1. I searched through Australian name/parenting forums to see if anyone brought up the magazine. On each thread, on or two people did, but they were greatly out-numbered by people who didn’t think it mattered a bit. One mum-to-be said that the magazine seemed to come up every time she mentioned the name Cleo, but someone else suggested that “Paper Giants” had put the magazine at the forefront of the popular consciousness, and that this would not last. This seemed a reasonable assumption to me.
(Harry Kewell recently welcomed a daughter named Dolly, a popular teen magazine, so there’s another celebrity baby with a “magazine name”!)
Personally, I think the magazine does give the name a slightly “sexy” image, but then, so does the real person Cleopatra. I think it also sounds strong and elegant in a 1920s way, and appears feminine without being at all girly or frilly.
If really worried, you could go with Clio or Clea, but tbh, I think the kind of people who would mention the magazine probably would anyway, even with a different but similar name.
2. If you are concerned about pet names maybe you should read my latest post! Or maybe not …
I tend to think the sort of person who would say it was a “magazine name” or a “pet name” is just too silly to be worth caring for their opinion. I wouldn’t base my decision on what they thought, but on your own feelings and beliefs.
If you and your husband both love the same name (miracle!), then my advice would be to keep that name on the shortlist at least.
Happy pregnancy! 🙂
Nook of Names said:
I’d love to hear Cleo more often! Definitely “on trend” as they say 🙂
I didn’t know Cleo could also be a man’s name, but if you think of it as Leo without the C, it makes perfect sense.

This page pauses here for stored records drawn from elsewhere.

//! DNS wire format: header, names, questions, resource records and whole messages.
//!
//! Encoders never emit compression pointers; decoders follow them (bounded by
//! [MAX_POINTER_HOPS](name::MAX_POINTER_HOPS)).

mod advertisement;
mod header;
mod name;
mod record;

pub use advertisement::Advertisement;
pub use header::{Direction, Header, OpCode, HEADER_LEN};
pub use name::{decode_name, encode_name, name_to_bytes, MAX_LABEL_LEN, MAX_NAME_LEN, MAX_POINTER_HOPS};
pub use record::{DnsClass, DnsType, Question, RData, ResourceRecord};

use std::io::Cursor;
use std::ops::Range;

use crate::error::FormatError;

#[derive(Debug, Clone, Copy, PartialEq, Eq)]
pub enum Section {
    Question,
    Answer,
    Authority,
    Additional,
    /// bytes after the last declared section
    Trailing,
}

/// Question or record which could not be decoded. Decoding stopped at it.
#[derive(Debug)]
pub struct SkippedRecord {
    pub section: Section,
    pub index: usize,
    /// bytes from the start of the entry to the end of the message
    pub range: Range<usize>,
    pub error: FormatError,
}

#[derive(Debug, Clone, PartialEq, Eq, Default)]
pub struct Packet {
    /// header as declared on the wire; counts are recomputed by [Packet::encode]
    pub header: Header,
    pub questions: Vec<Question>,
    pub answers: Vec<ResourceRecord>,
    pub authorities: Vec<ResourceRecord>,
    pub additionals: Vec<ResourceRecord>,
}

impl Packet {
    /// One-question query with id 0 and all flags clear.
    pub fn query(name: &str, qtype: DnsType) -> Self {
        Self {
            questions: vec![Question::new(name, qtype)],
            ..Default::default()
        }
    }

    pub fn response(answers: Vec<ResourceRecord>, additionals: Vec<ResourceRecord>) -> Self {
        Self {
            header: Header::response(),
            answers,
            additionals,
            ..Default::default()
        }
    }

    pub fn is_response(&self) -> bool {
        self.header.is_response()
    }

    fn count(len: usize) -> Result<u16, FormatError> {
        u16::try_from(len).map_err(|_| FormatError::DataTooLong(len))
    }

    /// Encode the message. Section counts in the header always match the
    /// sections written.
    pub fn encode(&self) -> Result<Vec<u8>, FormatError> {
        let header = Header {
            qd_count: Self::count(self.questions.len())?,
            an_count: Self::count(self.answers.len())?,
            ns_count: Self::count(self.authorities.len())?,
            ar_count: Self::count(self.additionals.len())?,
            ..self.header
        };
        let mut out = Vec::with_capacity(512);
        header.encode(&mut out)?;
        for q in &self.questions {
            q.encode(&mut out)?;
        }
        for rr in self
            .answers
            .iter()
            .chain(&self.authorities)
            .chain(&self.additionals)
        {
            rr.encode(&mut out)?;
        }
        Ok(out)
    }

    /// Decode a whole message; any malformed entry fails the decode.
    pub fn decode(data: &[u8]) -> Result<Self, FormatError> {
        let (packet, skipped) = Self::decode_partial(data)?;
        match skipped {
            Some(s) => Err(s.error),
            None => Ok(packet),
        }
    }

    /// Decode as much of a message as possible.
    ///
    /// A bad header is an error. The first question or record that fails to decode
    /// is returned as [SkippedRecord] together with everything decoded before it;
    /// the rest of the message is abandoned since the cursor position after a
    /// malformed entry is unknown. Bytes left over after the declared sections are
    /// reported as a [Section::Trailing] skip.
    pub fn decode_partial(data: &[u8]) -> Result<(Self, Option<SkippedRecord>), FormatError> {
        if data.len() < HEADER_LEN {
            return Err(FormatError::TooShort(data.len()));
        }
        let header = Header::decode(&data[..HEADER_LEN])?;
        let mut packet = Packet {
            header,
            ..Default::default()
        };
        let mut cursor = Cursor::new(data);
        cursor.set_position(HEADER_LEN as u64);

        for index in 0..header.qd_count as usize {
            let start = cursor.position() as usize;
            match Question::decode(data, &mut cursor) {
                Ok(q) => {
                    log::trace!("question {:?}", q);
                    packet.questions.push(q);
                }
                Err(error) => {
                    let skipped = SkippedRecord {
                        section: Section::Question,
                        index,
                        range: start..data.len(),
                        error,
                    };
                    return Ok((packet, Some(skipped)));
                }
            }
        }

        let sections = [
            (Section::Answer, header.an_count),
            (Section::Authority, header.ns_count),
            (Section::Additional, header.ar_count),
        ];
        for (section, count) in sections {
            for index in 0..count as usize {
                let start = cursor.position() as usize;
                let rr = match ResourceRecord::decode(data, &mut cursor) {
                    Ok(rr) => rr,
                    Err(error) => {
                        let skipped = SkippedRecord {
                            section,
                            index,
                            range: start..data.len(),
                            error,
                        };
                        return Ok((packet, Some(skipped)));
                    }
                };
                log::trace!("{:?} record {:?}", section, rr);
                match section {
                    Section::Answer => packet.answers.push(rr),
                    Section::Authority => packet.authorities.push(rr),
                    _ => packet.additionals.push(rr),
                }
            }
        }
        let consumed = cursor.position() as usize;
        if consumed < data.len() {
            // declared counts must cover the whole message
            let skipped = SkippedRecord {
                section: Section::Trailing,
                index: 0,
                range: consumed..data.len(),
                error: FormatError::TrailingData(data.len() - consumed),
            };
            return Ok((packet, Some(skipped)));
        }
        Ok((packet, None))
    }
}

#[cfg(test)]
mod tests {
    use super::*;
    use std::net::Ipv4Addr;

    #[test]
    fn query_bytes() {
        let q = Packet::query("test.local", DnsType::PTR).encode().unwrap();
        assert_eq!(
            q,
            hex::decode("0000000000010000000000000474657374056c6f63616c00000c0001").unwrap()
        );
    }

    #[test]
    fn decode_response_with_compression() {
        // header, question _airplay._tcp.local PTR, answer with name pointing to offset 12
        let mut msg = hex::decode("000084000001000100000000").unwrap();
        msg.extend_from_slice(&name_to_bytes("_airplay._tcp.local").unwrap());
        msg.extend_from_slice(&[0x00, 0x0c, 0x00, 0x01]);
        msg.extend_from_slice(&[0xc0, 0x0c, 0x00, 0x0c, 0x80, 0x01, 0, 0, 0x11, 0x94, 0x00, 0x07]);
        msg.extend_from_slice(&[0x04, b'b', b'e', b'd', b'1', 0xc0, 0x0c]);

        let packet = Packet::decode(&msg).unwrap();
        assert!(packet.is_response());
        assert_eq!(packet.questions[0].name, "_airplay._tcp.local");
        let answer = &packet.answers[0];
        assert_eq!(answer.name, "_airplay._tcp.local");
        assert_eq!(answer.rtype, DnsType::PTR);
        assert!(answer.cache_flush);
        assert_eq!(answer.ttl, 4500);
        assert_eq!(
            answer.parse_data(&msg).unwrap(),
            RData::Name("bed1._airplay._tcp.local".to_owned())
        );
    }

    #[test]
    fn second_answer_truncated_keeps_first() {
        let first = ResourceRecord::a("one.local", Ipv4Addr::new(10, 0, 0, 1), 120);
        let second = ResourceRecord::a("two.local", Ipv4Addr::new(10, 0, 0, 2), 120);
        let mut msg = Packet::response(vec![first.clone(), second], vec![])
            .encode()
            .unwrap();
        let second_start = HEADER_LEN + {
            let mut v = Vec::new();
            first.encode(&mut v).unwrap();
            v.len()
        };
        // cut two bytes off the second record's payload
        msg.truncate(msg.len() - 2);

        let (packet, skipped) = Packet::decode_partial(&msg).unwrap();
        assert_eq!(packet.answers, vec![first]);
        let skipped = skipped.unwrap();
        assert_eq!(skipped.section, Section::Answer);
        assert_eq!(skipped.index, 1);
        assert_eq!(skipped.range, second_start..msg.len());
        assert!(matches!(skipped.error, FormatError::Truncated));

        assert!(Packet::decode(&msg).is_err());
    }

    #[test]
    fn declared_counts_beyond_data() {
        let mut msg = Packet::query("a.local", DnsType::A).encode().unwrap();
        msg[5] = 2;
        let (packet, skipped) = Packet::decode_partial(&msg).unwrap();
        assert_eq!(packet.questions.len(), 1);
        assert_eq!(skipped.unwrap().section, Section::Question);
    }

    #[test]
    fn bytes_after_declared_sections_fail_strict_decode() {
        let mut msg = Packet::query("a.local", DnsType::A).encode().unwrap();
        let end = msg.len();
        msg.extend_from_slice(&[0xde, 0xad]);
        let (packet, skipped) = Packet::decode_partial(&msg).unwrap();
        assert_eq!(packet.questions.len(), 1);
        let skipped = skipped.unwrap();
        assert_eq!(skipped.section, Section::Trailing);
        assert_eq!(skipped.range, end..end + 2);
        assert!(matches!(skipped.error, FormatError::TrailingData(2)));
        assert!(matches!(Packet::decode(&msg), Err(FormatError::TrailingData(2))));
    }

    #[test]
    fn too_short_message() {
        assert!(matches!(
            Packet::decode_partial(&[0; 5]),
            Err(FormatError::TooShort(5))
        ));
    }

    #[test]
    fn encode_recomputes_counts() {
        let mut packet = Packet::response(
            vec![ResourceRecord::a("h.local", Ipv4Addr::LOCALHOST, 1)],
            vec![],
        );
        packet.header.an_count = 7;
        packet.header.ar_count = 3;
        let bytes = packet.encode().unwrap();
        assert_eq!(&bytes[4..12], &[0, 0, 0, 1, 0, 0, 0, 0]);
        let decoded = Packet::decode(&bytes).unwrap();
        assert_eq!(decoded.answers, packet.answers);
        assert_eq!(decoded.header.an_count, 1);
    }
}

Ita is a new discovery for me. I see it’s potential. Ava, morphs to Ada, then Ida, then Ita and Iva. Or, I can see it as Rita without the R. I rather like the idea of a three letter name with a t in the middle.
I think Ita would be very usable – except maybe in Australia, where Ita Buttrose has almost claimed this as her own. She is so well known that she is often called by her first name only, so it would be a little like calling your child Madonna or Oprah.
Outside Australia, I think it fits in very well with current name trends.
Awkward Turtle said:
I didn’t know Cleo could be male too! I quite like that, although it would be difficult to use.
It’s a bold choice for a boy, for sure. Historically in the US it seems like a fairly upper class sort of name for men, and it is still being used now – perhaps more in the African-American community, based on currently famous men named Cleo.